Comme beaucoup d'hospitaliers, il réclame une revalorisation rapide des gardes et astreintes de nuit et de weekend. Mais la crise fait émerger d'autres propositions plus radicales.
"Il faut trier à l'arrivée aux urgences, il ne faut pas permettre à tout le monde d'y aller facilement", a ainsi affirmé Philippe Juvin, chef des urgences de l'hôpital parisien Georges-Pompidou, vendredi sur Public Sénat.
- gardes obligatoires -
Dans les Bouches-du-Rhône, où les urgences d'Arles ont évité de justesse une fermeture ce weekend, le responsable départemental du syndicat SUD-Santé, Kader Benayed va jusqu'à "solliciter l'armée en renfort", estimant qu'il faut "un électrochoc au niveau national".
Le président de la Fédération hospitalière de France (FHF), Frédéric Valletoux, a pour sa part demandé mardi une "obligation de participation de tous les praticiens" aux gardes médicales, provoquant une levée de bouclier des libéraux qui ont dénoncé des propos "entre mensonges et dérapages".
Le patron de leur premier syndicat (CSMF), Franck Devulder, n'a pas écarté une obligation collective "à l'échelle des territoires", lors d'une conférence de presse jeudi. A condition toutefois d'un "coup de pouce" pour "rémunérer correctement" les gardes, qu'il a jugé "extrêmement urgent", s'étonnant "de l'attentisme du gouvernement sur un sujet aussi chaud, à seulement quelques semaines des vacances d'été".

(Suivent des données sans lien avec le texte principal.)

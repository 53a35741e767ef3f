//! Utility functions.

use tracing::info;

/// Resolve when the process receives Ctrl-C or, on Unix, SIGTERM.
pub async fn shutdown_signal() {
    let ctrl_c = async {
        if let Err(e) = tokio::signal::ctrl_c().await {
            tracing::error!("Failed to listen for Ctrl-C: {}", e);
            std::future::pending::<()>().await;
        }
    };

    #[cfg(unix)]
    let terminate = async {
        match tokio::signal::unix::signal(tokio::signal::unix::SignalKind::terminate()) {
            Ok(mut signal) => {
                signal.recv().await;
            }
            Err(e) => {
                tracing::error!("Failed to listen for SIGTERM: {}", e);
                std::future::pending::<()>().await;
            }
        }
    };

    #[cfg(not(unix))]
    let terminate = std::future::pending::<()>();

    tokio::select! {
        _ = ctrl_c => {},
        _ = terminate => {},
    }

    info!("Shutdown signal received");
}
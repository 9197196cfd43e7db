// Bootstrap and teardown of an isolated test chain
use std::sync::Arc;
use tracing::{info, warn};

use crate::chain::docker::{force_remove_blocking, DockerCli, ProcessRunner};
use crate::chain::CosmosChain;
use crate::config::HarnessConfig;
use crate::context::{CancelSignal, ChainContext};
use crate::error::Result;

const NAME_SUFFIX_LEN: usize = 6;
const MAX_NAME_PREFIX_LEN: usize = 40;

/// Docker resources of one test chain. Removed by [`Interchain::close`],
/// or synchronously on drop when `close` was never awaited.
pub struct Interchain {
    context: ChainContext,
    teardown: DockerCli,
    network: String,
    containers: Vec<String>,
    closed: bool,
}

impl Interchain {
    pub(crate) fn new(
        context: ChainContext,
        teardown: DockerCli,
        network: String,
        containers: Vec<String>,
    ) -> Self {
        Self {
            context,
            teardown,
            network,
            containers,
            closed: false,
        }
    }

    pub fn network(&self) -> &str {
        &self.network
    }

    pub fn containers(&self) -> &[String] {
        &self.containers
    }

    pub fn signal(&self) -> CancelSignal {
        self.context.signal()
    }

    /// Cancel in-flight commands and remove every container and the network
    pub async fn close(mut self) -> Result<()> {
        self.closed = true;
        self.context.cancel();

        let mut first_error = None;
        for container in &self.containers {
            if let Err(e) = self.teardown.remove_container(container).await {
                warn!("Failed to remove container {}: {}", container, e);
                first_error.get_or_insert(e);
            }
        }
        if let Err(e) = self.teardown.remove_network(&self.network).await {
            warn!("Failed to remove network {}: {}", self.network, e);
            first_error.get_or_insert(e);
        }

        info!("Removed test chain resources of {}", self.network);
        first_error.map_or(Ok(()), Err)
    }
}

impl Drop for Interchain {
    fn drop(&mut self) {
        if !self.closed {
            self.context.cancel();
            warn!("Interchain {} dropped without close, removing containers", self.network);
            force_remove_blocking(&self.containers, &self.network);
        }
    }
}

/// Docker-safe unique name derived from a test name
pub fn unique_name(test_name: &str) -> String {
    let mut prefix: String = test_name
        .chars()
        .map(|c| if c.is_ascii_alphanumeric() { c.to_ascii_lowercase() } else { '-' })
        .collect();
    prefix.truncate(MAX_NAME_PREFIX_LEN);
    let prefix = prefix.trim_matches('-');
    let prefix = if prefix.is_empty() { "chain" } else { prefix };

    let suffix: String = (0..NAME_SUFFIX_LEN).map(|_| fastrand::lowercase()).collect();
    format!("{}-{}", prefix, suffix)
}

/// Network removal after a failed bootstrap, logged rather than returned
async fn remove_network_after_failure(docker: &DockerCli, network: &str) {
    if let Err(e) = docker.remove_network(network).await {
        warn!("Failed to remove network {} after failed setup: {}", network, e);
    }
}

/// Start a Juno chain with the given node counts. The returned [`Interchain`]
/// owns the docker resources and must outlive every use of the chain.
pub async fn create_juno_chain(
    config: HarnessConfig,
    test_name: &str,
    validators: usize,
    full_nodes: usize,
) -> Result<(Interchain, CosmosChain)> {
    let context = ChainContext::new();
    let docker = DockerCli::new(Arc::new(ProcessRunner::new(context.signal())));
    docker.check_available().await?;

    let network = unique_name(test_name);
    docker.create_network(&network, test_name).await?;

    let chain = match CosmosChain::new(config, docker.clone(), &network, test_name, validators, full_nodes) {
        Ok(chain) => chain,
        Err(e) => {
            remove_network_after_failure(&docker, &network).await;
            return Err(e);
        }
    };

    let interchain = Interchain::new(
        context,
        DockerCli::new(Arc::new(ProcessRunner::detached())),
        network,
        chain.container_names(),
    );

    if let Err(e) = chain.start().await {
        if let Err(cleanup) = interchain.close().await {
            warn!("Cleanup after failed start: {}", cleanup);
        }
        return Err(e);
    }

    Ok((interchain, chain))
}
// sdjwt verifier contract on a local Juno chain (1 validator, 1 full node).
// Runs when docker answers and artifacts/avida_sdjwt_verifier.wasm exists.
// Set SDJWT_SHORT to skip it.
use anyhow::Context;
use std::path::{Path, PathBuf};
use std::sync::Arc;

use sdjwt_interchaintest::chain::{Chain, CosmosChain, DockerCli, InstantiateOptions, ProcessRunner};
use sdjwt_interchaintest::logging::init_test_tracing;
use sdjwt_interchaintest::sdjwt::{
    ExecuteMsg, GetRouteVerificationKeyRes, GetRoutesRes, OkpJwk, QueryMsg, TestFixtures,
};
use sdjwt_interchaintest::{create_juno_chain, get_and_fund_test_users, HarnessConfig};

fn manifest_dir() -> PathBuf {
    PathBuf::from(env!("CARGO_MANIFEST_DIR"))
}

const SHORT_MODE_VAR: &str = "SDJWT_SHORT";

/// Route registered for the second app in the instantiate fixture
const REGISTERED_ROUTE_ID: u64 = 1;

fn load_fixtures() -> anyhow::Result<(HarnessConfig, TestFixtures)> {
    let config = HarnessConfig::load(manifest_dir().join("config/harness.toml"))
        .context("loading harness configuration")?;
    let fixtures = TestFixtures::from_config(&config, &manifest_dir())?;
    Ok((config, fixtures))
}

/// Reason to skip the chain scenario in this environment, if any
async fn chain_skip_reason(fixtures: &TestFixtures) -> Option<String> {
    if std::env::var_os(SHORT_MODE_VAR).is_some() {
        return Some(format!("{} is set", SHORT_MODE_VAR));
    }
    if !fixtures.contract_path.is_file() {
        return Some(format!(
            "contract artifact {} not found",
            fixtures.contract_path.display()
        ));
    }
    let docker = DockerCli::new(Arc::new(ProcessRunner::detached()));
    docker.check_available().await.err().map(|e| e.to_string())
}

#[tokio::test]
async fn test_sdjwt_contract_register_and_query() -> anyhow::Result<()> {
    init_test_tracing();
    let (config, fixtures) = load_fixtures()?;
    if let Some(reason) = chain_skip_reason(&fixtures).await {
        println!("Skipping juno contract scenario: {}", reason);
        return Ok(());
    }

    let (interchain, chain) = create_juno_chain(config, "test_sdjwt_contract_register_and_query", 1, 1)
        .await
        .context("starting juno chain")?;

    let result = register_and_query(&chain, &fixtures).await;
    interchain.close().await.context("tearing down juno chain")?;
    result
}

async fn register_and_query(chain: &CosmosChain, fixtures: &TestFixtures) -> anyhow::Result<()> {
    let users = get_and_fund_test_users(chain, "default", fixtures.user_funds, 1)
        .await
        .context("funding test user")?;
    let user = &users[0];

    let code_id = chain
        .store_contract(user.key_name(), &fixtures.contract_path)
        .await
        .context("storing contract")?;

    let init_msg = serde_json::to_string(&fixtures.instantiate_msg())?;
    let options = InstantiateOptions::new(&fixtures.instantiate_label).with_gas(fixtures.instantiate_gas);
    let contract = chain
        .instantiate_contract(user.key_name(), code_id, &init_msg, &options)
        .await
        .context("instantiating contract")?;

    let register_msg = serde_json::to_string(&fixtures.register_msg())?;
    chain
        .execute_contract(user.key_name(), &contract, &register_msg, &[])
        .await
        .context("executing register")?;

    let routes_query = serde_json::to_string(&QueryMsg::GetRoutes {
        app_addr: fixtures.app_addr_2.clone(),
    })?;
    let routes: GetRoutesRes = chain
        .query_contract(&contract, &routes_query)
        .await
        .context("querying routes")?;
    assert_eq!(routes.data, vec![REGISTERED_ROUTE_ID]);

    let key_query = serde_json::to_string(&QueryMsg::GetRouteVerificationKey {
        app_addr: fixtures.app_addr_2.clone(),
        route_id: REGISTERED_ROUTE_ID,
    })?;
    let key: GetRouteVerificationKeyRes = chain
        .query_contract(&contract, &key_query)
        .await
        .context("querying route verification key")?;
    let jwk = OkpJwk::from_slice(key.data.as_bytes()).context("decoding returned key")?;
    assert_eq!(jwk, fixtures.expected_jwk()?);

    Ok(())
}

#[test]
fn test_default_configuration_file_matches_defaults() {
    let (config, fixtures) = load_fixtures().unwrap();
    let defaults = HarnessConfig::default();

    assert_eq!(config.chain.chain_id, defaults.chain.chain_id);
    assert_eq!(config.chain.image_ref(), defaults.chain.image_ref());
    assert_eq!(fixtures.instantiate_label, "avida-sdjwt");
    assert_eq!(fixtures.instantiate_gas, 2_000_000);
    assert_eq!(fixtures.route_id, REGISTERED_ROUTE_ID);
    let ExecuteMsg::Register { route_criteria, .. } = fixtures.register_msg();
    let route_ids: Vec<u64> = route_criteria.iter().map(|r| r.route_id).collect();
    assert_eq!(route_ids, vec![REGISTERED_ROUTE_ID]);
    assert!(fixtures.payload_path.starts_with(Path::new(env!("CARGO_MANIFEST_DIR"))));
}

En pleine campagne des législatives, les leaders de l'opposition se sont emparés du sujet pour accabler l'exécutif. "Où sont passés Emmanuel Macron et Elisabeth Borne? Des mesures d'urgence doivent être prises sans attendre!", a ainsi tweeté Marine Le Pen, tandis que Jean-Luc Mélenchon a écrit: "Bilan de Macron 1: 120 services d'urgence menacés de fermeture. Projet de Macron 2: les fermer tous?".